During this time, we’ve also seen mounting deficits. I remember Ross Perot’s pie charts and warnings about government debt, long before the wars in Iraq and Afghanistan doubled those numbers. Are the two phenomenon related?
Law professor Stephen Cohen, who gave us yesterday’s seven measures, had a simple thesis: If inequality is growing, and the poor and middle class have increasingly less monetary power, then if we need to reduce the nation’s debt, it shouldn’t be on the backs of those who are already struggling but on those whose incomes are steadily increasing.
But I wondered: If inequality should be a part of the discussion of how we solve the debt and deficit crisis, did it have a role in starting it?
I turned to Cohen first for an answer. His answer was yes … and no.
“One cause of the deficit increase is the Bush tax cuts–heavily tilted toward the most wealthy. Total cost was about 1.8 trillion, of which 700 billion was the cost of tax cuts for the wealthiest,” he wrote. “These tax cuts tilted toward the wealthiest are one cause of both increased inequality and the increased debt.”
But while much of the talk about reducing the nation’s future deficit is centered around entitlement programs, those are future costs, not sources of current debt. Instead, our debt comes from sources like the stimulus, the wars in Afghanistan and Iraq, all occurring at the same time as revenue losses from the Bush tax cuts.
But another study, done by the Economic and Financial Affairs department of the European Commission, linked societies with greater inequality to greater debts. The study took data from countries around the world and compared their levels of inequality to all kinds of measures of economic success. They found that countries with greater levels of inequality have more difficulty with debt and economic performance.
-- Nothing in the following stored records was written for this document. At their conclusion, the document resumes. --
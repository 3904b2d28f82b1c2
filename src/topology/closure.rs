use std::hash::Hash;

use tracing::trace;

use crate::{
    lattices::{
        kleene::fixpoint_increasing,
        lattice::Lattice,
        set::Set,
        subset::{BaseSet, Subset},
    },
    topology::finite::Topology,
};

/// Closes `seed` under pairwise meet and join in any lattice, giving up
/// after `max_rounds`. The flag reports whether a fixpoint was reached.
pub fn close_under_meet_and_join<L>(seed: Set<L>, max_rounds: usize) -> (Set<L>, bool)
where
    L: Lattice + Clone + Eq + Hash,
{
    fixpoint_increasing(
        seed,
        |values: &Set<L>| {
            let mut next = Set::with_capacity(values.len() * 2);
            for a in values {
                for b in values {
                    next.insert(a.meet(b));
                    next.insert(a.join(b));
                }
            }
            next
        },
        max_rounds,
    )
}

/// Closes a family of subsets of `base` under intersection and union.
///
/// The result can grow to the whole powerset of `base`, so at most `2^n`
/// rounds are ever needed.
pub fn meet_join_closure(base: &BaseSet, seed: Set<Subset>) -> Set<Subset> {
    let (closed, converged) = close_under_meet_and_join(seed, base.powerset_len() + 1);
    debug_assert!(converged, "closure exceeded the powerset size");
    closed
}

/// A closure operator, kept as its set of closed values.
///
/// Built by completing a preoperator's atomic images under meet and join.
/// Idempotence, monotonicity and extensivity follow from the construction
/// and are not re-checked.
#[derive(Clone, Debug, PartialEq, Eq)]
pub struct ClosureOperator {
    base: BaseSet,
    closed: Set<Subset>,
}

impl ClosureOperator {
    pub fn complete(base: BaseSet, atomic_images: &[Subset]) -> Self {
        let seed: Set<Subset> = atomic_images.iter().copied().collect();
        let closed = meet_join_closure(&base, seed);
        trace!(
            atoms = atomic_images.len(),
            closed = closed.len(),
            "completed closure operator"
        );
        Self { base, closed }
    }

    pub fn closed_values(&self) -> &Set<Subset> {
        &self.closed
    }

    /// Decodes every closed value into an open set and adds `∅`.
    pub fn into_topology(self) -> Topology {
        Topology::from_closed_values(self.base, self.closed.into_iter())
    }
}

#[cfg(test)]
mod tests {
    use super::*;
    use crate::lattices::bit_vector::BitVector;

    fn subsets(bits: &[u64]) -> Set<Subset> {
        bits.iter().copied().map(Subset::from_bits).collect()
    }

    #[test]
    fn closure_of_chain_is_unchanged() {
        let base = BaseSet::new(3).unwrap();
        let chain = subsets(&[0b001, 0b011, 0b111]);
        assert_eq!(meet_join_closure(&base, chain.clone()), chain);
    }

    #[test]
    fn closure_adds_meets_and_joins() {
        let base = BaseSet::new(3).unwrap();
        let closed = meet_join_closure(&base, subsets(&[0b011, 0b110]));
        assert_eq!(closed, subsets(&[0b011, 0b110, 0b010, 0b111]));
    }

    #[test]
    fn atoms_generate_the_whole_powerset() {
        let base = BaseSet::new(3).unwrap();
        let closed = meet_join_closure(&base, base.atoms().collect());
        // meets of distinct atoms give the empty set
        assert_eq!(closed.len(), 8);
    }

    #[test]
    fn closure_works_over_any_lattice() {
        let vectors: Set<BitVector> = [
            BitVector::from(vec![true, true, false]),
            BitVector::from(vec![false, true, true]),
        ]
        .into_iter()
        .collect();
        let (closed, converged) = close_under_meet_and_join(vectors, 4);
        assert!(converged);
        assert!(closed.contains(&BitVector::from(vec![false, true, false])));
        assert!(closed.contains(&BitVector::from(vec![true, true, true])));
        assert_eq!(closed.len(), 4);
    }

    #[test]
    fn round_limit_is_reported() {
        let base = BaseSet::new(3).unwrap();
        let (_, converged) = close_under_meet_and_join(base.atoms().collect(), 1);
        assert!(!converged);
    }

    #[test]
    fn discrete_preoperator_completes_to_discrete_topology() {
        let base = BaseSet::new(2).unwrap();
        let atoms: Vec<Subset> = base.atoms().collect();
        let topology = ClosureOperator::complete(base, &atoms).into_topology();
        assert!(topology.is_discrete());
    }
}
– Countries with a lower-than-average score of income inequality tend to record lower budget deficits and a higher share of social spending in total government expenditure.
– Political instability–protests, riots, etc.–is more frequent in more unequal societies. The authors guess that in societies with more protests and riots, politicians may use government spending to keep the peace and keep themselves in power.
– Income inequality hurts a country debt-wise when two conditions are met–a large, left-leaning party and a party that represents significant special interests. Why? The majority of voters are poor, and elect a left-leaning party to help them, running more deficits. That doesn’t explain our situation totally–especially when the majority of the debt was run up by a conservative president–but may explain today’s political situation.
– Countries with unequal incomes benefit least from economic growth. The authors hypothesize that this is because an unequal society demands that government spend these revenue increases.
“Fiscal discipline is easier to safeguard in comparatively more even societies, as equality seems to moderate political pressures for overspending,” they wrote.
All of this hearkens back to the conversation I had with Margaret Stapleton at The Sargent Shriver National Center on Poverty Law about possible cuts to Medicaid.
If you really want to cut spending on Medicaid, do something so there’s fewer poor people,” she said. “Raise the minimum wage. Get people back to work.”
Maybe it’s the solution for the nation’s debt and deficit as well?